-- DATA RECORDS follows --
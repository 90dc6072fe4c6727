//! Core type definitions with validation.

use std::fmt;

use serde::{Deserialize, Serialize};
use thiserror::Error;

/// Validation errors for core types and ingest requests.
#[derive(Debug, Error, Clone, PartialEq, Eq)]
pub enum ValidationError {
    /// A required field was absent or null.
    #[error("{field} is required")]
    Missing { field: &'static str },

    /// The provided value was empty.
    #[error("{field} cannot be empty")]
    Empty { field: &'static str },

    /// A field had the wrong JSON type.
    #[error("{field} must be {expected}")]
    WrongType {
        field: &'static str,
        expected: &'static str,
    },

    /// Invalid open session policy value.
    #[error("invalid open session policy: {value}")]
    InvalidSessionPolicy { value: String },

    /// A configuration value was out of range.
    #[error("invalid {field}: {reason}")]
    OutOfRange {
        field: &'static str,
        reason: String,
    },
}

/// Generates a validated string ID newtype with common trait implementations.
macro_rules! define_string_id {
    (
        $(#[$meta:meta])*
        $name:ident, $field_name:literal
    ) => {
        $(#[$meta])*
        #[derive(Debug, Clone, PartialEq, Eq, Hash, Serialize, Deserialize)]
        #[serde(try_from = "String", into = "String")]
        pub struct $name(String);

        impl $name {
            /// Creates a new ID after trimming and validation.
            pub fn new(id: impl Into<String>) -> Result<Self, ValidationError> {
                let id = id.into();
                let trimmed = id.trim();
                if trimmed.is_empty() {
                    return Err(ValidationError::Empty { field: $field_name });
                }
                if trimmed.len() == id.len() {
                    return Ok(Self(id));
                }
                Ok(Self(trimmed.to_string()))
            }

            /// Returns the ID as a string slice.
            pub fn as_str(&self) -> &str {
                &self.0
            }
        }

        impl TryFrom<String> for $name {
            type Error = ValidationError;

            fn try_from(value: String) -> Result<Self, Self::Error> {
                Self::new(value)
            }
        }

        impl From<$name> for String {
            fn from(id: $name) -> Self {
                id.0
            }
        }

        impl fmt::Display for $name {
            fn fmt(&self, f: &mut fmt::Formatter<'_>) -> fmt::Result {
                write!(f, "{}", self.0)
            }
        }

        impl AsRef<str> for $name {
            fn as_ref(&self) -> &str {
                &self.0
            }
        }
    };
}

define_string_id!(
    /// A validated user identifier.
    ///
    /// Chat platforms hand out numeric ids; they are carried in their decimal
    /// string form so that every store keys users the same way.
    UserId, "user_id"
);

/// How a new `session_start` treats sessions that are still open for the user.
#[derive(Debug, Clone, Copy, Default, PartialEq, Eq, Hash, Serialize, Deserialize)]
#[serde(rename_all = "lowercase")]
pub enum OpenSessionPolicy {
    /// Close earlier open sessions as abandoned (zero minutes) before opening a new one.
    #[default]
    Supersede,
    /// Leave earlier sessions open; every start creates another open row.
    Permissive,
}

impl OpenSessionPolicy {
    /// String representation used in configuration and logs.
    #[must_use]
    pub const fn as_str(&self) -> &'static str {
        match self {
            Self::Supersede => "supersede",
            Self::Permissive => "permissive",
        }
    }
}

impl fmt::Display for OpenSessionPolicy {
    fn fmt(&self, f: &mut fmt::Formatter<'_>) -> fmt::Result {
        write!(f, "{}", self.as_str())
    }
}

impl std::str::FromStr for OpenSessionPolicy {
    type Err = ValidationError;

    fn from_str(s: &str) -> Result<Self, Self::Err> {
        match s {
            "supersede" => Ok(Self::Supersede),
            "permissive" => Ok(Self::Permissive),
            _ => Err(ValidationError::InvalidSessionPolicy {
                value: s.to_string(),
            }),
        }
    }
}
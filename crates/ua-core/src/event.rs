//! Client events as received at the ingest boundary.

use chrono::{DateTime, NaiveDateTime, SecondsFormat, Utc};
use serde::{Deserialize, Serialize};
use serde_json::{Map, Value};
use thiserror::Error;

use crate::event_kind::EventKind;
use crate::types::{UserId, ValidationError};

/// Platform recorded when a client does not report one.
pub const UNKNOWN_PLATFORM: &str = "unknown";

/// A client timestamp that could not be interpreted.
#[derive(Debug, Error, Clone, PartialEq, Eq)]
#[error("unparsable timestamp {raw:?}")]
pub struct TimestampParseError {
    pub raw: String,
}

/// The ingest request body exactly as clients send it.
///
/// Fields are kept loosely typed so that malformed input turns into a
/// [`ValidationError`] instead of a deserialization failure.
#[derive(Debug, Clone, Default, Serialize, Deserialize)]
pub struct IngestRequest {
    #[serde(default)]
    pub user_id: Option<Value>,
    #[serde(default)]
    pub action: Option<Value>,
    #[serde(default)]
    pub details: Option<Value>,
    #[serde(default)]
    pub timestamp: Option<Value>,
}

/// Result of validating an [`IngestRequest`].
#[derive(Debug, Clone, PartialEq)]
pub enum Admission {
    /// The event feeds every store.
    Accepted(Event),
    /// The user id is a placeholder; acknowledge and drop.
    Placeholder(UserId),
}

/// A validated client event.
#[derive(Debug, Clone, PartialEq)]
pub struct Event {
    pub user_id: UserId,
    pub kind: EventKind,
    pub payload: Map<String, Value>,
    /// The timestamp string the client sent, if any.
    pub raw_timestamp: Option<String>,
    /// When the event happened, in UTC. `None` when the client timestamp was unparsable.
    pub occurred_at: Option<DateTime<Utc>>,
    /// When the server accepted the event.
    pub received_at: DateTime<Utc>,
}

impl IngestRequest {
    /// Parses a raw request body. Anything but a JSON object is rejected,
    /// including arrays that serde would otherwise map onto the fields.
    pub fn from_json(body: &[u8]) -> Result<Self, ValidationError> {
        let not_object = || ValidationError::WrongType {
            field: "body",
            expected: "a JSON object",
        };
        match serde_json::from_slice::<Value>(body) {
            Ok(Value::Object(fields)) => {
                serde_json::from_value(Value::Object(fields)).map_err(|_| not_object())
            }
            _ => Err(not_object()),
        }
    }

    /// Validates the request.
    ///
    /// A missing timestamp falls back to `received_at`; an unparsable one is
    /// kept verbatim and leaves `occurred_at` empty.
    pub fn validate(
        self,
        placeholder_ids: &[String],
        received_at: DateTime<Utc>,
    ) -> Result<Admission, ValidationError> {
        let user_id = parse_user_id(self.user_id)?;
        let kind: EventKind = match self.action {
            None | Some(Value::Null) => return Err(ValidationError::Missing { field: "action" }),
            Some(Value::String(action)) => action.parse()?,
            Some(_) => {
                return Err(ValidationError::WrongType {
                    field: "action",
                    expected: "a string",
                });
            }
        };
        let payload = match self.details {
            None | Some(Value::Null) => Map::new(),
            Some(Value::Object(map)) => map,
            Some(_) => {
                return Err(ValidationError::WrongType {
                    field: "details",
                    expected: "an object",
                });
            }
        };

        if placeholder_ids
            .iter()
            .any(|placeholder| placeholder.eq_ignore_ascii_case(user_id.as_str()))
        {
            return Ok(Admission::Placeholder(user_id));
        }

        let (raw_timestamp, occurred_at) = match self.timestamp {
            None | Some(Value::Null) => (None, Some(received_at)),
            Some(Value::String(raw)) if raw.trim().is_empty() => (None, Some(received_at)),
            Some(Value::String(raw)) => {
                let parsed = parse_client_timestamp(&raw).ok();
                (Some(raw), parsed)
            }
            Some(other) => (Some(other.to_string()), None),
        };

        Ok(Admission::Accepted(Event {
            user_id,
            kind,
            payload,
            raw_timestamp,
            occurred_at,
            received_at,
        }))
    }
}

impl Event {
    /// Platform reported in the payload.
    pub fn platform(&self) -> &str {
        self.payload
            .get("platform")
            .and_then(Value::as_str)
            .filter(|platform| !platform.trim().is_empty())
            .unwrap_or(UNKNOWN_PLATFORM)
    }

    /// Time used for presence and profile bookkeeping.
    pub fn effective_time(&self) -> DateTime<Utc> {
        self.occurred_at.unwrap_or(self.received_at)
    }

    /// The parse failure for this event's timestamp, if any.
    pub fn timestamp_error(&self) -> Option<TimestampParseError> {
        match (&self.occurred_at, &self.raw_timestamp) {
            (None, Some(raw)) => Some(TimestampParseError { raw: raw.clone() }),
            _ => None,
        }
    }

    /// Message carried by an error-kind event.
    pub fn error_message(&self) -> String {
        ["message", "error"]
            .iter()
            .find_map(|key| self.payload.get(*key).and_then(Value::as_str))
            .unwrap_or("client error")
            .to_string()
    }

    /// The payload serialized as JSON text.
    pub fn payload_json(&self) -> String {
        Value::Object(self.payload.clone()).to_string()
    }
}

fn parse_user_id(value: Option<Value>) -> Result<UserId, ValidationError> {
    match value {
        None | Some(Value::Null) => Err(ValidationError::Missing { field: "user_id" }),
        Some(Value::String(id)) => UserId::new(id),
        Some(Value::Number(number)) => {
            let id = number
                .as_i64()
                .map(|n| n.to_string())
                .or_else(|| number.as_u64().map(|n| n.to_string()))
                .ok_or(ValidationError::WrongType {
                    field: "user_id",
                    expected: "a string or an integer",
                })?;
            UserId::new(id)
        }
        Some(_) => Err(ValidationError::WrongType {
            field: "user_id",
            expected: "a string or an integer",
        }),
    }
}

/// Parses a client timestamp into UTC.
///
/// Accepts RFC 3339 with any offset, and naive ISO 8601 which is read as UTC.
pub fn parse_client_timestamp(raw: &str) -> Result<DateTime<Utc>, TimestampParseError> {
    let trimmed = raw.trim();
    if let Ok(parsed) = DateTime::parse_from_rfc3339(trimmed) {
        return Ok(parsed.with_timezone(&Utc));
    }
    NaiveDateTime::parse_from_str(trimmed, "%Y-%m-%dT%H:%M:%S%.f")
        .or_else(|_| NaiveDateTime::parse_from_str(trimmed, "%Y-%m-%d %H:%M:%S%.f"))
        .map(|naive| naive.and_utc())
        .map_err(|_| TimestampParseError {
            raw: raw.to_string(),
        })
}

/// Canonical stored form: RFC 3339, milliseconds, `Z` suffix.
///
/// Lexicographic order of these strings matches chronological order.
pub fn format_timestamp(timestamp: DateTime<Utc>) -> String {
    timestamp.to_rfc3339_opts(SecondsFormat::Millis, true)
}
-- DATA RECORDS concluded --
● WHAT YOU NEED TO DO
Using the records above, copy each line that contains "used".

● EXERCISE RESULT
    /// String representation used in configuration and logs.
    /// Time used for presence and profile bookkeeping.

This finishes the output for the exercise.